# DATA:
══════
//! Utility functions for URL and path manipulation

use std::path::Path;

/// Derive a local file name from the last path segment of a URL
///
/// The query string and fragment are discarded. Percent escapes are kept as
/// they appear in the URL, so `My%20Show.mp4` stays `My%20Show.mp4`. Relative
/// references (`clip.mp4?token=1`, `media/clip.mp4`) are accepted as well as
/// absolute URLs. Returns `None` when the final segment is empty or is a dot
/// segment.
///
/// # Examples
///
/// ```
/// use vodcast_dl::utils::file_name_from_url;
///
/// assert_eq!(
///     file_name_from_url("http://media.example/ep/TV-5801.h264.mp4?should_be_removed"),
///     Some("TV-5801.h264.mp4".to_string())
/// );
/// assert_eq!(file_name_from_url("http://media.example/"), None);
/// ```
#[must_use]
pub fn file_name_from_url(url: &str) -> Option<String> {
    let last_segment = match url::Url::parse(url) {
        Ok(parsed) => parsed
            .path_segments()
            .and_then(|mut segments| segments.next_back())
            .map(str::to_string),
        Err(_) => {
            // Relative reference: strip query and fragment by hand
            let path = url.split(['?', '#']).next().unwrap_or("");
            path.rsplit('/').next().map(str::to_string)
        }
    }?;

    if last_segment.is_empty()
        || last_segment == "."
        || last_segment == ".."
        || last_segment.contains(['/', '\\'])
    {
        return None;
    }
    Some(last_segment)
}

/// Render a byte count with binary units, e.g. `1.5 MiB`
#[must_use]
pub fn format_bytes(bytes: u64) -> String {
    const UNITS: [&str; 5] = ["B", "KiB", "MiB", "GiB", "TiB"];
    let mut value = bytes as f64;
    let mut unit = 0;
    while value >= 1024.0 && unit < UNITS.len() - 1 {
        value /= 1024.0;
        unit += 1;
    }
    if unit == 0 {
        format!("{} {}", bytes, UNITS[0])
    } else {
        format!("{:.1} {}", value, UNITS[unit])
    }
}

/// Free bytes available to unprivileged writers on the filesystem holding `path`
///
/// statvfs on unix, GetDiskFreeSpaceExW on Windows; other platforms report
/// `ErrorKind::Unsupported`.
pub fn get_available_space(path: &Path) -> std::io::Result<u64> {
    #[cfg(unix)]
    {
        use std::ffi::CString;
        use std::os::unix::ffi::OsStrExt;

        let c_path = CString::new(path.as_os_str().as_bytes())
            .map_err(|e| std::io::Error::new(std::io::ErrorKind::InvalidInput, e))?;

        // SAFETY: c_path is NUL-terminated and stat is only read after statvfs succeeds
        unsafe {
            let mut stat: libc::statvfs = std::mem::zeroed();
            if libc::statvfs(c_path.as_ptr(), &mut stat) != 0 {
                return Err(std::io::Error::last_os_error());
            }

            // f_frsize is the unit f_bavail is counted in
            #[allow(clippy::unnecessary_cast)]
            let available = (stat.f_bavail as u64).saturating_mul(stat.f_frsize as u64);
            Ok(available)
        }
    }

    #[cfg(windows)]
    {
        use std::os::windows::ffi::OsStrExt;
        use winapi::um::fileapi::GetDiskFreeSpaceExW;

        let wide_path: Vec<u16> = path
            .as_os_str()
            .encode_wide()
            .chain(std::iter::once(0))
            .collect();

        let mut available: u64 = 0;
        // SAFETY: wide_path is NUL-terminated; the total counters are optional and passed as null
        let ok = unsafe {
            GetDiskFreeSpaceExW(
                wide_path.as_ptr(),
                &mut available as *mut u64 as *mut _,
                std::ptr::null_mut(),
                std::ptr::null_mut(),
            )
        };
        if ok == 0 {
            return Err(std::io::Error::last_os_error());
        }
        Ok(available)
    }

    #[cfg(not(any(unix, windows)))]
    {
        let _ = path;
        Err(std::io::Error::new(
            std::io::ErrorKind::Unsupported,
            "free space query not available here",
        ))
    }
}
══════
Only lines holding the string "GetDiskFreeSpaceExW" are wanted; gather each one from the entries above.

/// statvfs on unix, GetDiskFreeSpaceExW on Windows; other platforms report
        use winapi::um::fileapi::GetDiskFreeSpaceExW;
            GetDiskFreeSpaceExW(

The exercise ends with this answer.